J'ai vidé mes valises dans le panier à linge. J’ai pensé, assise au bas de I'escalier que le temps des vacances fait partie du passé. Comme un arbre effeuillé, les jours sont tombés au rythme du recommencement. Alors, vivement demain et que j'en prennes soin ! Pourtant, demain, je reprends le chemin du travail, de ses cinq jours «ouvrables», avec ses termes alambiqués d'une maison à pied d’œuvre 24 heures sur 24 : repos décalé, tableau de marche (TM), service en mixte, en deux fois, le jour/nuit, etc... Toute une horloge de mots dont le système régi par la Régie à la seconde près qui fait que le bus de 7h51 passe 16 minutes après le bus de 7h35. Dit-on toujours aux jeunes qu'ils devront faire une croix sur leur vie de famille ? Car I'ordre des verbes est ainsi ordonné on vit pour travailler à la RATP. Dans mon travail, le temps est une question de délais. C'est ce mot de six lettres en haut d’un document : urgent. C'est un planning annuel où les réunions dessinent une mosaïque sur le calendrier, mois par mois, dans la logique des obligations que la direction doit aux institutions qui représentent le personnel et des obligations que ces mêmes institutions doivent aux agents de la RATP.

            Je finis mes vacances au bas de I'escalier ; je m'arrête un moment : voilà trente ans que je travaille ! J’ai des souvenirs qui remontent à 30 ans ! Prise de conscience du vieillissement. Il apparaît sournoisement au coin de chaque jour éteint. Désormais, pour ne rien oublier, je fais une liste de courses à chaque fin de semaine. Le samedi, me voilà grossiste des tâches ménagères, car je n'ai plus le temps pour faire dans le détail. Je dois parer chaque minute de jolies choses et faire des choix pour mieux penser à ce qui fait plaisir.

Et puis, tout à coup, je revois la pendule face au lit où ma petite sœur se meurt. Je revois I'infirmière entrer dans la chambre en courant, les yeux sur la pendule. Elle est énorme, la pendule, face au lit. Elle m’a narguée et ce fut la haine entre nous dès le premier jour d’hôpital car je savais qu'elle comptait les jours, les heures, la minute, la seconde.

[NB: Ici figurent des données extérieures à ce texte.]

/// Every label in use, as a caller-owned array of strings.
///
/// # Safety
///
/// `g` valid, `n` a valid out-pointer. Release with
/// [`graph_string_array_free`].
#[no_mangle]
pub unsafe extern "C" fn graph_all_labels(
    rcu: *const RcuThread,
    g: *const Graph,
    n: *mut usize,
) -> *mut *mut c_char {
    // SAFETY: caller contract.
    unsafe { with_reader(rcu, |guard| owned_c_string_array((*g).all_labels(guard), n)) }
}

/// Release a string returned by the getters.
///
/// # Safety
///
/// `s` from this library's getters, not used afterwards.
#[no_mangle]
pub unsafe extern "C" fn graph_string_free(s: *mut c_char) {
    if !s.is_null() {
        // SAFETY: caller contract — the pointer came from CString::into_raw.
        unsafe { drop(CString::from_raw(s)) };
    }
}

/// Release an array from [`graph_all_files`] / [`graph_all_labels`].
///
/// # Safety
///
/// `arr`/`n` exactly as returned, not used afterwards.
#[no_mangle]
pub unsafe extern "C" fn graph_string_array_free(arr: *mut *mut c_char, n: usize) {
    if arr.is_null() {
        return;
    }
    // SAFETY: caller contract — the array is a boxed slice of CString raws.
    unsafe {
        let slice = std::ptr::slice_from_raw_parts_mut(arr, n);
        for &s in &*slice {
            graph_string_free(s);
        }
        drop(Box::from_raw(slice));
    }
}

Au bas de I'escalier, je réalise à nouveau comme tout a basculé ce samedi de février d'une année achevée où le temps s'est arrêté, où le temps est passé de I'autre côté. J'ai hurlé en vain pour que la vie s'accroche au temps et reparte avec l'horloge imperturbable en face du lit mais qui ne sert à rien d'autre qu'à rédiger les actes de décès. J'ai encore envie de hurler au bas de I'escalier parce qu'elle était belle, jeune, le temps n'avait pas eu le temps d'accomplir ses méfaits.


CHANTAL T.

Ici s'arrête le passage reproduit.